◆ EXERCISE DIRECTIONS
Retype all of the data that follows, line for line.

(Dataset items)
//! 상품 수명 주기 규칙
//! 수정/삭제 가능 여부는 화면 표시용이며, 실제 권한 검사는 원격 API가 담당한다.
// region:    --- Imports
use super::model::{Listing, User};
use crate::error::ClientError;
use chrono::{DateTime, Utc};

// endregion: --- Imports

// region:    --- Manage Gate
pub const NOT_SELLER_MESSAGE: &str = "You are not allowed to edit this listing.";
pub const ENDED_MESSAGE: &str = "This listing has ended and can no longer be changed.";

/// 수정/삭제 컨트롤 노출 여부
pub fn can_manage(user: Option<&User>, listing: &Listing, now: DateTime<Utc>) -> bool {
    manage_gate(user, listing, now).is_ok()
}

/// 수정/삭제 가능 여부 검사 (거절 사유 포함)
pub fn manage_gate(
    user: Option<&User>,
    listing: &Listing,
    now: DateTime<Utc>,
) -> Result<(), ClientError> {
    let seller = listing.seller.as_ref().map(|s| s.name.as_str()).unwrap_or("");
    match user {
        Some(user) if !seller.is_empty() && user.is_named(seller) => {}
        _ => return Err(ClientError::Forbidden(NOT_SELLER_MESSAGE.to_string())),
    }
    if listing.has_ended(now) {
        return Err(ClientError::Forbidden(ENDED_MESSAGE.to_string()));
    }
    Ok(())
}

// endregion: --- Manage Gate

// region:    --- Display Helpers
/// 남은 시간 표시
pub fn time_remaining_label(ends_at: DateTime<Utc>, now: DateTime<Utc>) -> String {
    let diff_ms = (ends_at - now).num_milliseconds();
    if diff_ms <= 0 {
        return "Ended".to_string();
    }

    let hours = (diff_ms as f64 / 3_600_000.0).round() as i64;
    if hours < 24 {
        return format!("In about {} {}", hours, plural(hours, "hour"));
    }

    let days = (hours as f64 / 24.0).round() as i64;
    format!("In about {} {}", days, plural(days, "day"))
}

pub fn format_date(date: DateTime<Utc>) -> String {
    date.format("%-d %B %Y").to_string()
}

pub fn format_date_time(date: DateTime<Utc>) -> String {
    date.format("%d %B %Y at %H:%M").to_string()
}

/// "N bid" / "N bids"
pub fn plural_bids(count: u64) -> String {
    format!("{} {}", count, plural(count as i64, "bid"))
}

fn plural(count: i64, word: &str) -> String {
    if count == 1 {
        word.to_string()
    } else {
        format!("{}s", word)
    }
}

// endregion: --- Display Helpers

#[cfg(test)]
mod tests {
    use super::*;
    use chrono::{Duration, TimeZone};

    fn listing(seller: &str, ends_at: DateTime<Utc>) -> Listing {
        serde_json::from_value(serde_json::json!({
            "id": "1",
            "title": "Chair",
            "endsAt": ends_at,
            "seller": {"name": seller}
        }))
        .unwrap()
    }

    fn now() -> DateTime<Utc> {
        Utc.with_ymd_and_hms(2026, 3, 1, 12, 0, 0).unwrap()
    }

    #[test]
    fn seller_sees_controls_on_own_open_listing() {
        let listing = listing("Alice", now() + Duration::hours(5));
        assert!(can_manage(Some(&User::named("alice")), &listing, now()));
    }

    #[test]
    fn non_seller_and_anonymous_never_see_controls() {
        let listing = listing("alice", now() + Duration::hours(5));
        assert_eq!(
            manage_gate(Some(&User::named("bob")), &listing, now()),
            Err(ClientError::Forbidden(NOT_SELLER_MESSAGE.to_string()))
        );
        assert!(!can_manage(None, &listing, now()));
    }

    #[test]
    fn ended_listing_hides_controls_even_for_seller() {
        let listing = listing("alice", now() - Duration::minutes(1));
        assert_eq!(
            manage_gate(Some(&User::named("alice")), &listing, now()),
            Err(ClientError::Forbidden(ENDED_MESSAGE.to_string()))
        );

        let at_deadline = self::listing("alice", now());
        assert!(!can_manage(Some(&User::named("alice")), &at_deadline, now()));
    }

    #[test]
    fn time_remaining_rounds_to_hours_then_days() {
        assert_eq!(time_remaining_label(now() - Duration::seconds(1), now()), "Ended");
        assert_eq!(time_remaining_label(now() + Duration::minutes(50), now()), "In about 1 hour");
        assert_eq!(time_remaining_label(now() + Duration::hours(5), now()), "In about 5 hours");
        assert_eq!(time_remaining_label(now() + Duration::hours(30), now()), "In about 1 day");
        assert_eq!(time_remaining_label(now() + Duration::hours(80), now()), "In about 3 days");
    }

    #[test]
    fn dates_and_counts_are_formatted_for_display() {
        assert_eq!(format_date(now()), "1 March 2026");
        assert_eq!(format_date_time(now()), "01 March 2026 at 12:00");
        assert_eq!(plural_bids(1), "1 bid");
        assert_eq!(plural_bids(0), "0 bids");
    }
}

◆ COMPLETED EXERCISE
//! 상품 수명 주기 규칙
//! 수정/삭제 가능 여부는 화면 표시용이며, 실제 권한 검사는 원격 API가 담당한다.
// region:    --- Imports
use super::model::{Listing, User};
use crate::error::ClientError;
use chrono::{DateTime, Utc};

// endregion: --- Imports

// region:    --- Manage Gate
pub const NOT_SELLER_MESSAGE: &str = "You are not allowed to edit this listing.";
pub const ENDED_MESSAGE: &str = "This listing has ended and can no longer be changed.";

/// 수정/삭제 컨트롤 노출 여부
pub fn can_manage(user: Option<&User>, listing: &Listing, now: DateTime<Utc>) -> bool {
    manage_gate(user, listing, now).is_ok()
}

/// 수정/삭제 가능 여부 검사 (거절 사유 포함)
pub fn manage_gate(
    user: Option<&User>,
    listing: &Listing,
    now: DateTime<Utc>,
) -> Result<(), ClientError> {
    let seller = listing.seller.as_ref().map(|s| s.name.as_str()).unwrap_or("");
    match user {
        Some(user) if !seller.is_empty() && user.is_named(seller) => {}
        _ => return Err(ClientError::Forbidden(NOT_SELLER_MESSAGE.to_string())),
    }
    if listing.has_ended(now) {
        return Err(ClientError::Forbidden(ENDED_MESSAGE.to_string()));
    }
    Ok(())
}

// endregion: --- Manage Gate

// region:    --- Display Helpers
/// 남은 시간 표시
pub fn time_remaining_label(ends_at: DateTime<Utc>, now: DateTime<Utc>) -> String {
    let diff_ms = (ends_at - now).num_milliseconds();
    if diff_ms <= 0 {
        return "Ended".to_string();
    }

    let hours = (diff_ms as f64 / 3_600_000.0).round() as i64;
    if hours < 24 {
        return format!("In about {} {}", hours, plural(hours, "hour"));
    }

    let days = (hours as f64 / 24.0).round() as i64;
    format!("In about {} {}", days, plural(days, "day"))
}

pub fn format_date(date: DateTime<Utc>) -> String {
    date.format("%-d %B %Y").to_string()
}

pub fn format_date_time(date: DateTime<Utc>) -> String {
    date.format("%d %B %Y at %H:%M").to_string()
}

/// "N bid" / "N bids"
pub fn plural_bids(count: u64) -> String {
    format!("{} {}", count, plural(count as i64, "bid"))
}

fn plural(count: i64, word: &str) -> String {
    if count == 1 {
        word.to_string()
    } else {
        format!("{}s", word)
    }
}

// endregion: --- Display Helpers

#[cfg(test)]
mod tests {
    use super::*;
    use chrono::{Duration, TimeZone};

    fn listing(seller: &str, ends_at: DateTime<Utc>) -> Listing {
        serde_json::from_value(serde_json::json!({
            "id": "1",
            "title": "Chair",
            "endsAt": ends_at,
            "seller": {"name": seller}
        }))
        .unwrap()
    }

    fn now() -> DateTime<Utc> {
        Utc.with_ymd_and_hms(2026, 3, 1, 12, 0, 0).unwrap()
    }

    #[test]
    fn seller_sees_controls_on_own_open_listing() {
        let listing = listing("Alice", now() + Duration::hours(5));
        assert!(can_manage(Some(&User::named("alice")), &listing, now()));
    }

    #[test]
    fn non_seller_and_anonymous_never_see_controls() {
        let listing = listing("alice", now() + Duration::hours(5));
        assert_eq!(
            manage_gate(Some(&User::named("bob")), &listing, now()),
            Err(ClientError::Forbidden(NOT_SELLER_MESSAGE.to_string()))
        );
        assert!(!can_manage(None, &listing, now()));
    }

    #[test]
    fn ended_listing_hides_controls_even_for_seller() {
        let listing = listing("alice", now() - Duration::minutes(1));
        assert_eq!(
            manage_gate(Some(&User::named("alice")), &listing, now()),
            Err(ClientError::Forbidden(ENDED_MESSAGE.to_string()))
        );

        let at_deadline = self::listing("alice", now());
        assert!(!can_manage(Some(&User::named("alice")), &at_deadline, now()));
    }

    #[test]
    fn time_remaining_rounds_to_hours_then_days() {
        assert_eq!(time_remaining_label(now() - Duration::seconds(1), now()), "Ended");
        assert_eq!(time_remaining_label(now() + Duration::minutes(50), now()), "In about 1 hour");
        assert_eq!(time_remaining_label(now() + Duration::hours(5), now()), "In about 5 hours");
        assert_eq!(time_remaining_label(now() + Duration::hours(30), now()), "In about 1 day");
        assert_eq!(time_remaining_label(now() + Duration::hours(80), now()), "In about 3 days");
    }

    #[test]
    fn dates_and_counts_are_formatted_for_display() {
        assert_eq!(format_date(now()), "1 March 2026");
        assert_eq!(format_date_time(now()), "01 March 2026 at 12:00");
        assert_eq!(plural_bids(1), "1 bid");
        assert_eq!(plural_bids(0), "0 bids");
    }
}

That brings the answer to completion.